Materials provided:
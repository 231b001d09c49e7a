//! The commitment engine: goals past their deadline get their posts
//! published best-effort and are then finalized unconditionally. A deadline
//! always results in completion; publish failures degrade to a partial
//! report, never to a blocked or retried completion.

use time::OffsetDateTime;
use tracing::{error, info, instrument, warn};
use uuid::Uuid;

use crate::goals::repo::{GeneratedPost, Goal};
use crate::publish::PublishOutcome;
use crate::social::repo::SocialAccount;
use crate::state::AppState;

/// What one finalization pass did for one goal.
#[derive(Debug)]
pub struct CompletionReport {
    pub goal_id: Uuid,
    pub outcomes: Vec<PublishOutcome>,
}

impl CompletionReport {
    pub fn posted(&self) -> usize {
        self.outcomes.iter().filter(|o| o.success).count()
    }

    pub fn failed(&self) -> usize {
        self.outcomes.len() - self.posted()
    }

    pub fn is_partial(&self) -> bool {
        self.failed() > 0
    }
}

pub async fn tick(state: &AppState) -> anyhow::Result<()> {
    let now = OffsetDateTime::now_utc();
    let goals = Goal::find_expired(&state.db, now).await?;
    if goals.is_empty() {
        return Ok(());
    }

    info!(count = goals.len(), "expired goals to finalize");
    for goal in goals {
        // One bad goal must not stop the rest of the pass.
        match finalize_goal(state, &goal).await {
            Ok(report) if report.is_partial() => {
                warn!(
                    goal_id = %report.goal_id,
                    posted = report.posted(),
                    failed = report.failed(),
                    "goal completed, partially posted"
                );
            }
            Ok(report) => {
                info!(goal_id = %report.goal_id, posted = report.posted(), "goal completed, fully posted");
            }
            Err(e) => {
                error!(error = %e, goal_id = %goal.id, "finalizing goal failed, will retry next scan");
            }
        }
    }
    Ok(())
}

/// Publish every still-unposted post for the goal, then mark it completed.
/// Finalization does not depend on any individual publish outcome; only the
/// inability to even load the goal's posts defers it to the next scan.
#[instrument(skip(state, goal), fields(goal_id = %goal.id))]
pub async fn finalize_goal(state: &AppState, goal: &Goal) -> anyhow::Result<CompletionReport> {
    let pairs = GeneratedPost::list_with_accounts(&state.db, goal.id).await?;
    let now = OffsetDateTime::now_utc();

    let outcomes = publish_pending(state, &pairs, now).await;

    let first_writer = Goal::mark_completed(&state.db, goal.id, now).await?;
    if !first_writer {
        info!("goal was already finalized by an overlapping scan");
    }

    Ok(CompletionReport {
        goal_id: goal.id,
        outcomes,
    })
}

/// Fan out over preloaded post/account pairs, skipping anything already
/// stamped. One outcome per attempted post; skipped posts produce none.
async fn publish_pending(
    state: &AppState,
    pairs: &[(GeneratedPost, SocialAccount)],
    now: OffsetDateTime,
) -> Vec<PublishOutcome> {
    let mut outcomes = Vec::new();
    for (post, account) in pairs {
        // Idempotent re-entry: an interrupted pass never republishes.
        if post.posted_at.is_some() {
            info!(post_id = %post.id, "post already published, skipping");
            continue;
        }

        let outcome = state.publisher.publish_post(&state.db, post, account).await;
        if outcome.success {
            info!(post_id = %post.id, platform = %outcome.platform, "post published");
            if let Err(e) = GeneratedPost::mark_posted(&state.db, post.id, now).await {
                // Completion still proceeds; the post may be re-sent on a
                // restarted pass, which the platform-side dedupe cannot
                // prevent, so the stamp failure is loud.
                error!(error = %e, post_id = %post.id, "stamping posted_at failed");
            }
        } else {
            warn!(
                post_id = %post.id,
                platform = %outcome.platform,
                error = outcome.error.as_deref().unwrap_or("unknown"),
                "post publish failed"
            );
        }
        outcomes.push(outcome);
    }
    outcomes
}

#[cfg(test)]
mod tests {
    use super::*;
    use crate::publish::tests::{account, post, test_vault, ScriptedPort};
    use crate::publish::{Platform, Publisher};
    use crate::state::AppState;
    use std::sync::atomic::Ordering;
    use std::sync::Arc;

    fn state_with_ports(ports: Vec<Arc<ScriptedPort>>) -> AppState {
        let vault = test_vault();
        let ports = ports
            .into_iter()
            .map(|p| p as Arc<dyn crate::publish::PlatformPort>)
            .collect();
        AppState::fake_with_publisher(Publisher::with_ports(vault, ports))
    }

    #[tokio::test]
    async fn partial_failure_still_reports_both_outcomes() {
        let vault = test_vault();
        let twitter = Arc::new(ScriptedPort::new(Platform::Twitter, &[201]));
        let linkedin = Arc::new(ScriptedPort::new(Platform::Linkedin, &[403]));
        let state = state_with_ports(vec![twitter.clone(), linkedin.clone()]);

        let tw_account = account(&vault, "twitter");
        let li_account = account(&vault, "linkedin");
        let goal_id = Uuid::new_v4();
        let pairs = vec![
            (post(goal_id, tw_account.id), tw_account),
            (post(goal_id, li_account.id), li_account),
        ];

        let outcomes = publish_pending(&state, &pairs, OffsetDateTime::now_utc()).await;
        let report = CompletionReport { goal_id, outcomes };

        assert_eq!(report.posted(), 1);
        assert_eq!(report.failed(), 1);
        assert!(report.is_partial());
        assert!(report.outcomes[0].success);
        assert_eq!(report.outcomes[0].platform, "twitter");
        assert!(!report.outcomes[1].success);
        assert_eq!(
            report.outcomes[1].error.as_deref(),
            Some("Status 403: body-403")
        );
    }

    #[tokio::test]
    async fn already_posted_posts_are_never_republished() {
        let vault = test_vault();
        let twitter = Arc::new(ScriptedPort::new(Platform::Twitter, &[201]));
        let state = state_with_ports(vec![twitter.clone()]);

        let tw_account = account(&vault, "twitter");
        let goal_id = Uuid::new_v4();
        let mut already_posted = post(goal_id, tw_account.id);
        already_posted.posted_at = Some(OffsetDateTime::now_utc());
        let pending = post(goal_id, tw_account.id);
        let pairs = vec![
            (already_posted, tw_account.clone()),
            (pending, tw_account),
        ];

        let outcomes = publish_pending(&state, &pairs, OffsetDateTime::now_utc()).await;

        // Only the unstamped post reaches the port; the stamped one
        // produces neither a call nor an outcome.
        assert_eq!(twitter.publish_calls.load(Ordering::SeqCst), 1);
        assert_eq!(outcomes.len(), 1);
        assert!(outcomes[0].success);
    }

    #[tokio::test]
    async fn zero_post_goal_completes_without_publish_calls() {
        let twitter = Arc::new(ScriptedPort::new(Platform::Twitter, &[201]));
        let state = state_with_ports(vec![twitter.clone()]);

        let outcomes = publish_pending(&state, &[], OffsetDateTime::now_utc()).await;
        assert!(outcomes.is_empty());
        assert_eq!(twitter.publish_calls.load(Ordering::SeqCst), 0);

        // An empty fan-out is a full success, not a partial one.
        let report = CompletionReport {
            goal_id: Uuid::new_v4(),
            outcomes,
        };
        assert_eq!(report.posted(), 0);
        assert_eq!(report.failed(), 0);
        assert!(!report.is_partial());
    }
}
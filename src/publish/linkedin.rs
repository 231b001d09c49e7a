use async_trait::async_trait;
use serde_json::json;

use crate::config::OAuthProviderConfig;
use crate::social::repo::SocialAccount;

use super::{Platform, PlatformPort, PortReply, TokenGrant};

const UGC_POST_URL: &str = "https://api.linkedin.com/v2/ugcPosts";
const TOKEN_URL: &str = "https://www.linkedin.com/oauth/v2/accessToken";

/// LinkedIn UGC posts. Requires the structured share payload with the
/// member URN as author and the Restli protocol header; both 200 and 201
/// count as published.
pub struct LinkedinPort {
    http: reqwest::Client,
    oauth: OAuthProviderConfig,
}

impl LinkedinPort {
    pub fn new(http: reqwest::Client, oauth: OAuthProviderConfig) -> Self {
        Self { http, oauth }
    }
}

#[async_trait]
impl PlatformPort for LinkedinPort {
    fn platform(&self) -> Platform {
        Platform::Linkedin
    }

    async fn publish(
        &self,
        text: &str,
        account: &SocialAccount,
        access_token: &str,
    ) -> anyhow::Result<PortReply> {
        let payload = json!({
            "author": format!("urn:li:person:{}", account.platform_user_id),
            "lifecycleState": "PUBLISHED",
            "specificContent": {
                "com.linkedin.ugc.ShareContent": {
                    "shareCommentary": { "text": text },
                    "shareMediaCategory": "NONE"
                }
            },
            "visibility": { "com.linkedin.ugc.MemberNetworkVisibility": "PUBLIC" }
        });

        let response = self
            .http
            .post(UGC_POST_URL)
            .bearer_auth(access_token)
            .header("X-Restli-Protocol-Version", "2.0.0")
            .json(&payload)
            .send()
            .await?;

        Ok(PortReply {
            status: response.status().as_u16(),
            body: response.text().await.unwrap_or_default(),
        })
    }

    async fn refresh(&self, refresh_token: &str) -> anyhow::Result<TokenGrant> {
        let response = self
            .http
            .post(TOKEN_URL)
            .form(&[
                ("grant_type", "refresh_token"),
                ("refresh_token", refresh_token),
                ("client_id", &self.oauth.client_id),
                ("client_secret", &self.oauth.client_secret),
            ])
            .send()
            .await?;

        if !response.status().is_success() {
            let status = response.status();
            let body = response.text().await.unwrap_or_default();
            anyhow::bail!("Token refresh failed: {status}: {body}");
        }

        let data: serde_json::Value = response.json().await?;
        let access_token = data["access_token"]
            .as_str()
            .ok_or_else(|| anyhow::anyhow!("refresh reply missing access_token"))?
            .to_string();

        Ok(TokenGrant {
            access_token,
            refresh_token: data["refresh_token"].as_str().map(str::to_string),
            // LinkedIn tokens last ~60 days
            expires_in: data["expires_in"].as_i64().unwrap_or(5_184_000),
        })
    }

    fn accepts(&self, status: u16) -> bool {
        matches!(status, 200 | 201)
    }
}
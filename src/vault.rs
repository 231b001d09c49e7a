//! Encryption at rest for platform OAuth tokens.
//!
//! ChaCha20-Poly1305 with a single process-wide key loaded at startup.
//! Each blob is `nonce || ciphertext`, base64url encoded; the Poly1305 tag
//! makes tampering detectable on decrypt.

use base64::engine::general_purpose::{STANDARD, URL_SAFE_NO_PAD};
use base64::Engine as _;
use chacha20poly1305::aead::Aead;
use chacha20poly1305::{ChaCha20Poly1305, Key, KeyInit, Nonce};
use rand::rngs::OsRng;
use rand::RngCore;

/// Nonce length for ChaCha20-Poly1305 (12 bytes).
const NONCE_LEN: usize = 12;

#[derive(Debug, thiserror::Error)]
pub enum CryptoError {
    #[error("encryption key is missing or malformed (expected 32 bytes, base64)")]
    BadKey,
    #[error("encryption failed")]
    Encrypt,
    #[error("ciphertext is malformed or has been tampered with")]
    Decrypt,
}

/// Stateless symmetric vault; cheap to clone, safe to share across tasks.
#[derive(Clone)]
pub struct Vault {
    key: Key,
}

impl Vault {
    /// Build a vault from the base64-encoded 32-byte key in configuration.
    pub fn from_key(encoded: &str) -> Result<Self, CryptoError> {
        let bytes = STANDARD
            .decode(encoded.trim())
            .or_else(|_| URL_SAFE_NO_PAD.decode(encoded.trim()))
            .map_err(|_| CryptoError::BadKey)?;
        if bytes.len() != 32 {
            return Err(CryptoError::BadKey);
        }
        Ok(Self {
            key: *Key::from_slice(&bytes),
        })
    }

    pub fn encrypt(&self, plaintext: &str) -> Result<String, CryptoError> {
        let cipher = ChaCha20Poly1305::new(&self.key);
        let mut nonce_bytes = [0u8; NONCE_LEN];
        OsRng.fill_bytes(&mut nonce_bytes);
        let nonce = Nonce::from_slice(&nonce_bytes);

        let ciphertext = cipher
            .encrypt(nonce, plaintext.as_bytes())
            .map_err(|_| CryptoError::Encrypt)?;

        let mut blob = Vec::with_capacity(NONCE_LEN + ciphertext.len());
        blob.extend_from_slice(&nonce_bytes);
        blob.extend_from_slice(&ciphertext);
        Ok(URL_SAFE_NO_PAD.encode(blob))
    }

    pub fn decrypt(&self, encoded: &str) -> Result<String, CryptoError> {
        let blob = URL_SAFE_NO_PAD
            .decode(encoded)
            .map_err(|_| CryptoError::Decrypt)?;
        if blob.len() <= NONCE_LEN {
            return Err(CryptoError::Decrypt);
        }
        let (nonce_bytes, ciphertext) = blob.split_at(NONCE_LEN);

        let cipher = ChaCha20Poly1305::new(&self.key);
        let plaintext = cipher
            .decrypt(Nonce::from_slice(nonce_bytes), ciphertext)
            .map_err(|_| CryptoError::Decrypt)?;
        String::from_utf8(plaintext).map_err(|_| CryptoError::Decrypt)
    }
}

#[cfg(test)]
mod tests {
    use super::*;

    fn test_vault() -> Vault {
        Vault::from_key(&STANDARD.encode([7u8; 32])).expect("test key")
    }

    #[test]
    fn roundtrip() {
        let vault = test_vault();
        let blob = vault.encrypt("very-secret-access-token").unwrap();
        assert_ne!(blob, "very-secret-access-token");
        assert_eq!(vault.decrypt(&blob).unwrap(), "very-secret-access-token");
    }

    #[test]
    fn nonces_differ_between_calls() {
        let vault = test_vault();
        let a = vault.encrypt("token").unwrap();
        let b = vault.encrypt("token").unwrap();
        assert_ne!(a, b);
        assert_eq!(vault.decrypt(&a).unwrap(), vault.decrypt(&b).unwrap());
    }

    #[test]
    fn tampered_ciphertext_is_rejected() {
        let vault = test_vault();
        let blob = vault.encrypt("token").unwrap();
        let mut raw = URL_SAFE_NO_PAD.decode(&blob).unwrap();
        let last = raw.len() - 1;
        raw[last] ^= 0x01;
        let tampered = URL_SAFE_NO_PAD.encode(raw);
        assert!(matches!(vault.decrypt(&tampered), Err(CryptoError::Decrypt)));
    }

    #[test]
    fn garbage_input_is_rejected() {
        let vault = test_vault();
        assert!(matches!(vault.decrypt("not base64!!"), Err(CryptoError::Decrypt)));
        assert!(matches!(vault.decrypt(""), Err(CryptoError::Decrypt)));
    }

    #[test]
    fn wrong_key_cannot_decrypt() {
        let blob = test_vault().encrypt("token").unwrap();
        let other = Vault::from_key(&STANDARD.encode([9u8; 32])).unwrap();
        assert!(matches!(other.decrypt(&blob), Err(CryptoError::Decrypt)));
    }

    #[test]
    fn malformed_keys_are_fatal() {
        assert!(matches!(Vault::from_key("short"), Err(CryptoError::BadKey)));
        assert!(matches!(
            Vault::from_key(&STANDARD.encode([1u8; 16])),
            Err(CryptoError::BadKey)
        ));
        assert!(matches!(Vault::from_key(""), Err(CryptoError::BadKey)));
    }
}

Work instructions: All lines in the data above from the one with "let ports = ports" through the one with "assert_eq!(report.failed(), 1);" must be repeated exactly, and no others.

Response to the task:
        let ports = ports
            .into_iter()
            .map(|p| p as Arc<dyn crate::publish::PlatformPort>)
            .collect();
        AppState::fake_with_publisher(Publisher::with_ports(vault, ports))
    }

    #[tokio::test]
    async fn partial_failure_still_reports_both_outcomes() {
        let vault = test_vault();
        let twitter = Arc::new(ScriptedPort::new(Platform::Twitter, &[201]));
        let linkedin = Arc::new(ScriptedPort::new(Platform::Linkedin, &[403]));
        let state = state_with_ports(vec![twitter.clone(), linkedin.clone()]);

        let tw_account = account(&vault, "twitter");
        let li_account = account(&vault, "linkedin");
        let goal_id = Uuid::new_v4();
        let pairs = vec![
            (post(goal_id, tw_account.id), tw_account),
            (post(goal_id, li_account.id), li_account),
        ];

        let outcomes = publish_pending(&state, &pairs, OffsetDateTime::now_utc()).await;
        let report = CompletionReport { goal_id, outcomes };

        assert_eq!(report.posted(), 1);
        assert_eq!(report.failed(), 1);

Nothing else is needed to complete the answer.